__Required work__
From the listing below, copy each line that contains the word "SuiteHeader".

Available records section start

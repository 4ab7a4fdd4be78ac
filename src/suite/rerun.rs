//! Rerun resolution
//!
//! Rebuilds the outcomes of earlier runs from their summary logs and picks
//! the scripts whose recorded severity reaches the rerun threshold.

use std::collections::BTreeSet;
use std::path::{Path, PathBuf};
use tracing::{debug, info};

use crate::executor::RunError;
use crate::models::Severity;
use crate::results::{locate, read_summary};

/// A script and the severity it was recorded with
#[derive(Clone, Debug, PartialEq, Eq)]
pub struct RecordedOutcome {
    pub script: PathBuf,
    pub severity: Severity,
}

/// Summary logs to read: explicit inputs, else the previous run directory
pub fn prior_logs(inputs: &[PathBuf], prev_log_dir: Option<&Path>) -> Result<Vec<PathBuf>, RunError> {
    if !inputs.is_empty() {
        return Ok(inputs.iter().map(|p| locate(p)).collect());
    }
    match prev_log_dir {
        Some(dir) => Ok(vec![locate(dir)]),
        None => Err(RunError::NoInput),
    }
}

/// Read and flatten the outcomes recorded in summary logs
pub fn collect(logs: &[PathBuf]) -> Result<Vec<RecordedOutcome>, RunError> {
    let mut recorded = Vec::new();
    for log in logs {
        let prior = read_summary(log).map_err(|e| RunError::File {
            path: log.clone(),
            message: e.to_string(),
        })?;
        debug!(
            "{}: {} recorded outcomes",
            log.display(),
            prior.outcomes().count()
        );
        recorded.extend(prior.outcomes().map(|outcome| RecordedOutcome {
            script: prior.script_path(outcome),
            severity: outcome.severity,
        }));
    }
    Ok(recorded)
}

/// Scripts recorded with at least `min` severity, sorted and deduplicated
pub fn filter(outcomes: &[RecordedOutcome], min: Severity) -> Vec<PathBuf> {
    outcomes
        .iter()
        .filter(|o| o.severity.meets(min))
        .map(|o| o.script.clone())
        .collect::<BTreeSet<_>>()
        .into_iter()
        .collect()
}

/// Resolve the scripts to rerun
pub fn resolve(
    inputs: &[PathBuf],
    prev_log_dir: Option<&Path>,
    threshold: Severity,
) -> Result<Vec<PathBuf>, RunError> {
    let logs = prior_logs(inputs, prev_log_dir)?;
    let recorded = collect(&logs)?;
    let scripts = filter(&recorded, threshold);
    info!(
        "Rerunning {} of {} scripts with severity {} or worse",
        scripts.len(),
        recorded.len(),
        threshold
    );
    Ok(scripts)
}

#[cfg(test)]
mod tests {
    use super::*;
    use crate::models::{RunMode, ScriptOutcome};
    use crate::results::{SuiteFooter, SuiteHeader, SummaryLog};
    use chrono::Utc;
    use tempfile::tempdir;

    fn recorded(script: &str, severity: Severity) -> RecordedOutcome {
        RecordedOutcome {
            script: PathBuf::from(script),
            severity,
        }
    }

    fn write_prior_run(log_dir: &Path, prefix: &str, cases: &[(&str, Severity)]) {
        let header = SuiteHeader {
            started_at: Utc::now(),
            mode: RunMode::Execute,
            root: PathBuf::from("/suite"),
            case_prefix: prefix.to_string(),
            log_dir: log_dir.to_path_buf(),
            invocation: Vec::new(),
            tool_version: "test".to_string(),
        };
        let mut log = SummaryLog::create(log_dir, header).unwrap();
        for (name, severity) in cases {
            let outcome = ScriptOutcome::with_severity(
                *severity,
                &Path::new("/suite").join(name),
                &format!("{prefix}{name}"),
            );
            log.append(Path::new("/suite"), &outcome).unwrap();
        }
        log.close(SuiteFooter {
            completed_at: Utc::now(),
            verdict: Severity::Error,
            timed_out: false,
        })
        .unwrap();
    }

    #[test]
    fn test_rerun_failures_and_errors() {
        let dir = tempdir().unwrap();
        write_prior_run(
            dir.path(),
            "",
            &[
                ("A.lux", Severity::Success),
                ("B.lux", Severity::Fail),
                ("C.lux", Severity::Error),
            ],
        );

        let scripts = resolve(&[], Some(dir.path()), Severity::Fail).unwrap();
        assert_eq!(
            scripts,
            vec![PathBuf::from("/suite/B.lux"), PathBuf::from("/suite/C.lux")]
        );
    }

    #[test]
    fn test_explicit_logs_with_prefix() {
        let first = tempdir().unwrap();
        let second = tempdir().unwrap();
        write_prior_run(first.path(), "lux/", &[("x.lux", Severity::Warning)]);
        write_prior_run(
            second.path(),
            "lux/",
            &[("x.lux", Severity::Fail), ("y.lux", Severity::Skip)],
        );

        let inputs = vec![first.path().to_path_buf(), second.path().join("summary.log")];
        let scripts = resolve(&inputs, None, Severity::Warning).unwrap();
        assert_eq!(scripts, vec![PathBuf::from("/suite/x.lux")]);
    }

    #[test]
    fn test_no_input() {
        assert!(matches!(
            resolve(&[], None, Severity::Fail),
            Err(RunError::NoInput)
        ));
    }

    #[test]
    fn test_missing_log_is_file_error() {
        let dir = tempdir().unwrap();
        let result = resolve(&[], Some(&dir.path().join("gone")), Severity::Fail);
        assert!(matches!(result, Err(RunError::File { .. })));
    }

    #[test]
    fn test_filter_is_monotonic() {
        let outcomes = vec![
            recorded("/s/a", Severity::Success),
            recorded("/s/b", Severity::Skip),
            recorded("/s/c", Severity::Warning),
            recorded("/s/d", Severity::Fail),
            recorded("/s/e", Severity::Error),
            recorded("/s/d", Severity::Fail),
        ];

        let thresholds = [
            Severity::Enable,
            Severity::Success,
            Severity::Skip,
            Severity::Warning,
            Severity::Fail,
            Severity::Error,
            Severity::Disable,
        ];
        let mut previous: Option<Vec<PathBuf>> = None;
        for threshold in thresholds {
            let selected = filter(&outcomes, threshold);
            for script in &selected {
                let o = outcomes.iter().find(|o| &o.script == script).unwrap();
                assert!(o.severity >= threshold);
            }
            if let Some(prev) = &previous {
                assert!(selected.iter().all(|s| prev.contains(s)));
            }
            previous = Some(selected);
        }

        assert_eq!(filter(&outcomes, Severity::Enable).len(), 5);
        assert!(filter(&outcomes, Severity::Disable).is_empty());
    }
}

Available records section end

__Expected answer__
    use crate::results::{SuiteFooter, SuiteHeader, SummaryLog};
        let header = SuiteHeader {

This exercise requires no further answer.